The FEMA Incident Command System responds to wide area disasters like an earthquake, fire, flood, hurricane, and tornado, while ITIL is used for digital services and applications. In large organizations, there is the facilities team and the data center team. FEMA is associated with the facilities team and ITIL with the smaller data center team. What characteristics are shared between the two and what are the main differences?
We can learn from and augment our digital incident management programs by studying the extensive incident response program within large scale disaster focused FEMA.
Over the next few posts, we will share articles that compare the two systems including terminology, communication, resource management and more. Today's first installment compares goals.
ITSM Goals vs FEMA Goals
According to ITIL (IT Infrastructure library), "the incident management process ensures that normal service operation is restored as quickly as possible, and the business impact is minimized."
The Federal Emergency Management Agency (FEMA) specifies that the Incident Command System (ICS) “is a management system designed to enable effective and efficient domestic incident management by integrating a combination of facilities, equipment, personnel, procedures, and communications operating within a common organizational structure.”
FEMA's primary purpose is to coordinate the response to a wide area disaster that has occurred in the United States and that overwhelms the resources of local and state authorities. FEMA's 2023 budget is $29.5 billion, dwarfing any data center incident management program.
Businesses use ITIL incident management to support their business goals. They design their response to satisfy clients first, then the servers and applications second. Client satisfaction is the dominant key performance indicator over system health. Why does this matter? It determines what you do first when responding to an incident. If you have a pool of five client facing web servers that are load balanced and one of them fails, what do you do first? The temptation is to restart it assuming that corrects the problem. But it is better to remove it from the server pool immediately which restores client experience sooner than performing a restart. Fix the server later. FEMA does the equivalent by prioritizing people safety over buildings and property.

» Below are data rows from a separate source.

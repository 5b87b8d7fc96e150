//! Submission orchestration for the registration screen.

use std::sync::atomic::{AtomicBool, Ordering};
use std::sync::Arc;

use parking_lot::Mutex;
use tokio::sync::watch;

use crate::api::{RegistrationRequest, UserApi};
use crate::flow::navigator::Navigator;
use crate::flow::validation::{Field, FieldState, ValidationPipeline};
use crate::scope::ScreenScope;

/// Observable submission state.
///
/// `Succeeded` and `Failed` are re-entry points: `submit` may be called
/// again from either, starting a fresh `Submitting` cycle.
#[derive(Debug, Clone, Copy, PartialEq, Eq)]
pub enum FlowState {
    Idle,
    Submitting,
    Succeeded,
    Failed,
}

/// Captures field input, drives the validation pipeline, and on submit
/// issues the registration call, reporting the outcome to the navigator.
///
/// The UI is expected to disable the submit trigger while `Submitting`;
/// the flow itself does not guard against concurrent or empty-field
/// submissions.
pub struct RegistrationFlow {
    api: Arc<dyn UserApi>,
    navigator: Arc<dyn Navigator>,
    scope: ScreenScope,
    pipeline: ValidationPipeline,
    username: FieldState,
    email: FieldState,
    password: FieldState,
    state: Arc<Mutex<FlowState>>,
    progress_visible: Arc<AtomicBool>,
}

impl RegistrationFlow {
    pub fn new(api: Arc<dyn UserApi>, navigator: Arc<dyn Navigator>) -> Self {
        Self {
            api,
            navigator,
            scope: ScreenScope::new(),
            pipeline: ValidationPipeline::new(),
            username: FieldState::default(),
            email: FieldState::default(),
            password: FieldState::default(),
            state: Arc::new(Mutex::new(FlowState::Idle)),
            progress_visible: Arc::new(AtomicBool::new(false)),
        }
    }

    pub fn on_username_input(&self, text: &str) {
        self.username.set(text);
        self.pipeline.update(Field::Username, text);
    }

    pub fn on_email_input(&self, text: &str) {
        self.email.set(text);
        self.pipeline.update(Field::Email, text);
    }

    pub fn on_password_input(&self, text: &str) {
        self.password.set(text);
        self.pipeline.update(Field::Password, text);
    }

    /// The derived "submit enabled" signal.
    pub fn submit_enabled(&self) -> watch::Receiver<Option<bool>> {
        self.pipeline.subscribe()
    }

    pub fn pipeline(&self) -> &ValidationPipeline {
        &self.pipeline
    }

    pub fn state(&self) -> FlowState {
        *self.state.lock()
    }

    pub fn go_to_login(&self) {
        self.navigator.to_login();
    }

    /// Capture the current field values and issue the registration call.
    ///
    /// `show_progress` fires synchronously before the call is spawned;
    /// `hide_progress` fires exactly once when the call settles, followed
    /// by exactly one of `registered` / `to_error`. Field values are sent
    /// as captured — empty fields included — since the UI gates the
    /// trigger through the enabled signal.
    pub fn submit(&self) {
        if !self.scope.is_active() {
            return;
        }

        let request = RegistrationRequest::new(
            self.username.get(),
            self.email.get(),
            self.password.get(),
        );

        *self.state.lock() = FlowState::Submitting;
        self.progress_visible.store(true, Ordering::SeqCst);
        self.navigator.show_progress();

        let api = Arc::clone(&self.api);
        let navigator = Arc::clone(&self.navigator);
        let scope = self.scope.clone();
        let state = Arc::clone(&self.state);
        let progress_visible = Arc::clone(&self.progress_visible);

        self.scope.spawn(async move {
            let result = api.register(request).await;

            // The state lock serializes this whole callback section with
            // teardown, which flips the scope inactive under the same
            // lock. Once the active check passes, every callback below
            // lands before teardown can return.
            let mut state = state.lock();
            if !scope.is_active() {
                return;
            }
            if progress_visible.swap(false, Ordering::SeqCst) {
                navigator.hide_progress();
            }

            match result {
                Ok(response) => {
                    *state = FlowState::Succeeded;
                    navigator.registered(response);
                }
                Err(error) => {
                    *state = FlowState::Failed;
                    tracing::debug!(kind = error.kind(), %error, "Registration failed");
                    navigator.to_error(&error);
                }
            }
        });
    }

    /// Release every live subscription and pending submission.
    ///
    /// If a submission is in flight, its pending `hide_progress` fires
    /// here, inside the teardown call itself; after `teardown` returns no
    /// navigator callback is invoked again. Taking the state lock first
    /// waits out a worker that is mid-callback, so a settling submission
    /// finishes delivering before the scope goes inactive.
    pub fn teardown(&self) {
        let mut state = self.state.lock();
        self.scope.teardown();
        if self.progress_visible.swap(false, Ordering::SeqCst) {
            self.navigator.hide_progress();
        }
        if *state == FlowState::Submitting {
            *state = FlowState::Idle;
        }
    }
}
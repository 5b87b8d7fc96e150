//! Scoped disposal of screen-owned work.
//!
//! Every subscription and pending submission a screen owns is released
//! through one teardown call instead of per-subscription cleanup, so no
//! callback can leak into a destroyed screen.

use std::future::Future;
use std::sync::atomic::{AtomicBool, Ordering};
use std::sync::Arc;

use parking_lot::Mutex;
use tokio::task::AbortHandle;

/// Handle to a screen's task scope. Cloning shares the same scope.
#[derive(Clone)]
pub struct ScreenScope {
    inner: Arc<ScopeInner>,
}

struct ScopeInner {
    active: AtomicBool,
    tasks: Mutex<Vec<AbortHandle>>,
}

impl ScreenScope {
    pub fn new() -> Self {
        Self {
            inner: Arc::new(ScopeInner {
                active: AtomicBool::new(true),
                tasks: Mutex::new(Vec::new()),
            }),
        }
    }

    /// False once `teardown` has run.
    pub fn is_active(&self) -> bool {
        self.inner.active.load(Ordering::SeqCst)
    }

    /// Spawn a future owned by this scope. On a torn-down scope the
    /// future is dropped without running.
    pub fn spawn<F>(&self, future: F)
    where
        F: Future<Output = ()> + Send + 'static,
    {
        if !self.is_active() {
            return;
        }
        let handle = tokio::spawn(future);
        self.inner.tasks.lock().push(handle.abort_handle());
    }

    /// Mark the scope inactive and abort every owned task. Idempotent.
    ///
    /// The flag is cleared before aborting so a task that is mid-poll
    /// sees the scope as inactive and stays silent.
    pub fn teardown(&self) {
        if self.inner.active.swap(false, Ordering::SeqCst) {
            let handles: Vec<AbortHandle> = self.inner.tasks.lock().drain(..).collect();
            for handle in handles {
                handle.abort();
            }
            tracing::debug!("Screen scope torn down");
        }
    }
}

impl Default for ScreenScope {
    fn default() -> Self {
        Self::new()
    }
}
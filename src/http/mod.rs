//! Configured HTTP stack: client construction, header injection, and
//! per-request logging.
//!
//! reqwest has no okhttp-style interceptor chain, so the interceptor seam
//! lives in [`HttpStack`]: every outgoing request passes through the
//! header accessor and the logging policy before it hits the wire.

mod client;
mod headers;

pub use client::{build_client, HttpStack, LogPolicy, PoolConfig, TimeoutPolicy};
pub use headers::{with_headers, HeaderAccessor, HeaderSet};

If a building is on fire, which is done first, extinguish the fire or extract the people?
Don’t let competing priorities derail client satisfaction. Below are examples of action pairs that both need to be done, but their order is important.
Incident Response Action Pairs in Priority Order
- Failed database application
- Remove from pool or activate hot standby
- Correct the problem [kill blocking data archiving job]
- Failed ISP
- Switch to backup ISP
- Work with ISP until service is restored
- Failed application patch
- Revert patch change
- Correct patch code and reinstall later
- Expired security certificate installed on server
- Route traffic away from impacted server to server with valid certificate
- Update certificate
The race is to take the action which restores client experience to normal quickest. I’ve done this to the chagrin of a team who then had to work all weekend to fix the actual technical error - No fun. During incidents client experience is prioritized above employee experience and this determines the order of the actions in the above situations, and you would suggest doing likewise.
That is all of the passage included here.